6.5 FUNDING NEEDS AND OPPORTUNITIES The costs associated with designing, deploying and operating an ITS requires jurisdictions to be flexible in their use of federal, state and local revenues. Since the advent of the Intermodal Surface Transportation Efficiency Act of 1991, and its successor the Transportation Equity Act for the 21st Century, the federal government has provided states with unprecedented flexibility and discretion in how Federal Highway Trust Fund money can be used to enhance the surface transportation system. However, this distributed responsibility results in more demands from all sectors of the transportation community. Furthermore, budgets are becoming more and more limited as local revenues are restrained due to economic shortfalls or other factors. Because of this, ITS projects will encounter greater competition with other types of both traditional and non-traditional transportation projects.

Funding Needs This section describes the specific items that must be funded in order to successfully develop, implement, operate, and maintain ITS.

Planning and Design As with most capital projects, ITS projects require planning and design work to determine what will be built, how it will be built, what level of mitigation (if any) is required. Special attention needs to be paid to ensure that enough funds are allocated for planning and design. This is crucial for adequately defining the project, so that cost estimates are reasonably accurate to budget for the construction, operations, and maintenance phases.
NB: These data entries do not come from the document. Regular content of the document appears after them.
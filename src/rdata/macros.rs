//! Macros for use in rdata definitions.
//!
//! These macros are not public but are used by the super module only. This
//! is why function-like macros are here and not at the crate root.

//------------ rdata_types! --------------------------------------------------

/// Creates the modules for all record data types and the type dispatching
/// over them.
///
/// The macro takes a list of modules and, for each module, the record data
/// types it exports. All these types need to have an associated constant
/// `RTYPE` with their record type and an inherent `parse` function that
/// parses the record data from a parser limited to the data.
macro_rules! rdata_types {
    ( $(
        $module:ident::{ $( $rtype:ident ),* $(,)? }
    )* ) => {
        $(
            pub mod $module;
            pub use self::$module::{ $( $rtype ),* };
        )*

        //------------- AllRecordData ----------------------------------------

        /// Record data for all record types known to this crate.
        ///
        /// Record data of any other type is kept as the raw octets in the
        /// `Unknown` variant.
        #[derive(Clone, Debug, Eq, PartialEq)]
        #[non_exhaustive]
        pub enum AllRecordData {
            $( $( $rtype($rtype), )* )*
            Unknown($crate::base::rdata::UnknownRecordData),
        }

        impl AllRecordData {
            /// Parses record data of the given type.
            ///
            /// The parser must be limited to the record data. Types without
            /// a dedicated implementation end up as unknown record data.
            pub fn parse(
                rtype: $crate::base::iana::Rtype,
                parser: &mut octseq::parse::Parser<'_, [u8]>,
            ) -> Result<Self, $crate::base::wire::ParseError> {
                match rtype {
                    $( $(
                        $rtype::RTYPE => {
                            $rtype::parse(parser).map(AllRecordData::$rtype)
                        }
                    )* )*
                    _ => {
                        $crate::base::rdata::UnknownRecordData::parse_any(
                            rtype, parser
                        ).map(AllRecordData::Unknown)
                    }
                }
            }
        }

        //--- From

        $( $(
            impl From<$rtype> for AllRecordData {
                fn from(value: $rtype) -> Self {
                    AllRecordData::$rtype(value)
                }
            }
        )* )*

        impl From<$crate::base::rdata::UnknownRecordData> for AllRecordData {
            fn from(value: $crate::base::rdata::UnknownRecordData) -> Self {
                AllRecordData::Unknown(value)
            }
        }

        //--- RecordData, ParseRecordData, and ComposeRecordData

        impl $crate::base::rdata::RecordData for AllRecordData {
            fn rtype(&self) -> $crate::base::iana::Rtype {
                match *self {
                    $( $(
                        AllRecordData::$rtype(_) => $rtype::RTYPE,
                    )* )*
                    AllRecordData::Unknown(ref inner) => inner.rtype(),
                }
            }
        }

        impl $crate::base::rdata::ParseRecordData for AllRecordData {
            fn parse_rdata(
                rtype: $crate::base::iana::Rtype,
                parser: &mut octseq::parse::Parser<'_, [u8]>,
            ) -> Result<Option<Self>, $crate::base::wire::ParseError> {
                Self::parse(rtype, parser).map(Some)
            }
        }

        impl $crate::base::rdata::ComposeRecordData for AllRecordData {
            fn rdlen(&self) -> usize {
                match *self {
                    $( $(
                        AllRecordData::$rtype(ref inner) => {
                            $crate::base::rdata::ComposeRecordData::rdlen(
                                inner
                            )
                        }
                    )* )*
                    AllRecordData::Unknown(ref inner) => {
                        $crate::base::rdata::ComposeRecordData::rdlen(inner)
                    }
                }
            }

            fn compose_rdata<Target>(
                &self, target: &mut Target
            ) -> Result<(), $crate::base::wire::ComposeError>
            where Target: octseq::builder::OctetsBuilder + ?Sized {
                match *self {
                    $( $(
                        AllRecordData::$rtype(ref inner) => {
                            $crate::base::rdata::ComposeRecordData
                                ::compose_rdata(inner, target)
                        }
                    )* )*
                    AllRecordData::Unknown(ref inner) => {
                        $crate::base::rdata::ComposeRecordData
                            ::compose_rdata(inner, target)
                    }
                }
            }
        }

        //--- Display

        impl core::fmt::Display for AllRecordData {
            fn fmt(&self, f: &mut core::fmt::Formatter) -> core::fmt::Result {
                match *self {
                    $( $(
                        AllRecordData::$rtype(ref inner) => {
                            core::fmt::Display::fmt(inner, f)
                        }
                    )* )*
                    AllRecordData::Unknown(ref inner) => {
                        core::fmt::Display::fmt(inner, f)
                    }
                }
            }
        }
    }
}

//------------ name_type! ----------------------------------------------------

/// A macro for implementing a record data type with a single domain name.
///
/// Implements some basic methods plus the `RecordData`, `ParseRecordData`,
/// and `ComposeRecordData` traits.
macro_rules! name_type {
    ($(#[$attr:meta])* ( $target:ident, $rtype:ident, $field:ident )) => {
        $(#[$attr])*
        #[derive(Clone, Debug, Eq, Hash, Ord, PartialEq, PartialOrd)]
        pub struct $target {
            $field: $crate::base::name::Name,
        }

        impl $target {
            /// The rtype of this record data type.
            pub(crate) const RTYPE: $crate::base::iana::Rtype =
                $crate::base::iana::Rtype::$rtype;

            #[must_use]
            pub fn new($field: $crate::base::name::Name) -> Self {
                $target { $field }
            }

            pub fn $field(&self) -> &$crate::base::name::Name {
                &self.$field
            }

            pub fn parse(
                parser: &mut octseq::parse::Parser<'_, [u8]>,
            ) -> Result<Self, $crate::base::wire::ParseError> {
                <$crate::base::name::Name as $crate::base::wire::Parse>::parse(
                    parser
                ).map(Self::new)
            }
        }

        //--- From and FromStr

        impl From<$crate::base::name::Name> for $target {
            fn from(name: $crate::base::name::Name) -> Self {
                Self::new(name)
            }
        }

        impl core::str::FromStr for $target {
            type Err = $crate::base::name::NameError;

            fn from_str(s: &str) -> Result<Self, Self::Err> {
                s.parse().map(Self::new)
            }
        }

        //--- RecordData, ParseRecordData, ComposeRecordData

        impl $crate::base::rdata::RecordData for $target {
            fn rtype(&self) -> $crate::base::iana::Rtype {
                Self::RTYPE
            }
        }

        impl $crate::base::rdata::ParseRecordData for $target {
            fn parse_rdata(
                rtype: $crate::base::iana::Rtype,
                parser: &mut octseq::parse::Parser<'_, [u8]>,
            ) -> Result<Option<Self>, $crate::base::wire::ParseError> {
                if rtype == Self::RTYPE {
                    Self::parse(parser).map(Some)
                } else {
                    Ok(None)
                }
            }
        }

        impl $crate::base::rdata::ComposeRecordData for $target {
            fn rdlen(&self) -> usize {
                $crate::base::wire::Compose::compose_len(&self.$field)
            }

            fn compose_rdata<Target>(
                &self, target: &mut Target
            ) -> Result<(), $crate::base::wire::ComposeError>
            where Target: octseq::builder::OctetsBuilder + ?Sized {
                $crate::base::wire::Compose::compose(&self.$field, target)
            }
        }

        //--- Display

        impl core::fmt::Display for $target {
            fn fmt(&self, f: &mut core::fmt::Formatter) -> core::fmt::Result {
                core::fmt::Display::fmt(&self.$field, f)
            }
        }
    }
}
Project Capital Capital expenditures for ITS will include, but are not limited to:

• Infrastructure, including roadside devices, communications media (e.g., fiber-optic cable), and the infrastructure required for the Integrated Transportation Operations and Communications Center. • Software and other materials directly tied to the project implementation (e.g., marketing, training materials, etc.). These are generally one-time charges.

Operations and Maintenance Adequate operations and maintenance funding is needed for effective system development. The level of sophisticated technical and software systems inherent in most ITS projects is substantial. The MOA needs to account for routine maintenance to ensure a full design lifecycle for each system. These investments need to be protected to avoid premature system(s) replacement. One positive attribute of ITS standards adoption will be the development of more interoperable equipment and common system platforms, which will encourage more choices among vendors, thus helping to reduce replacement costs.

Training As the MOA continues to deploy ITS, it will be increasingly important to ensure that the staff responsible for operating and maintaining these devices receive adequate training. Training will be required for all existing and new employees who will be responsible for operating and maintaining ITS. Providing proper and adequate training will help ensure that maximum benefits are derived and that system life is maximized.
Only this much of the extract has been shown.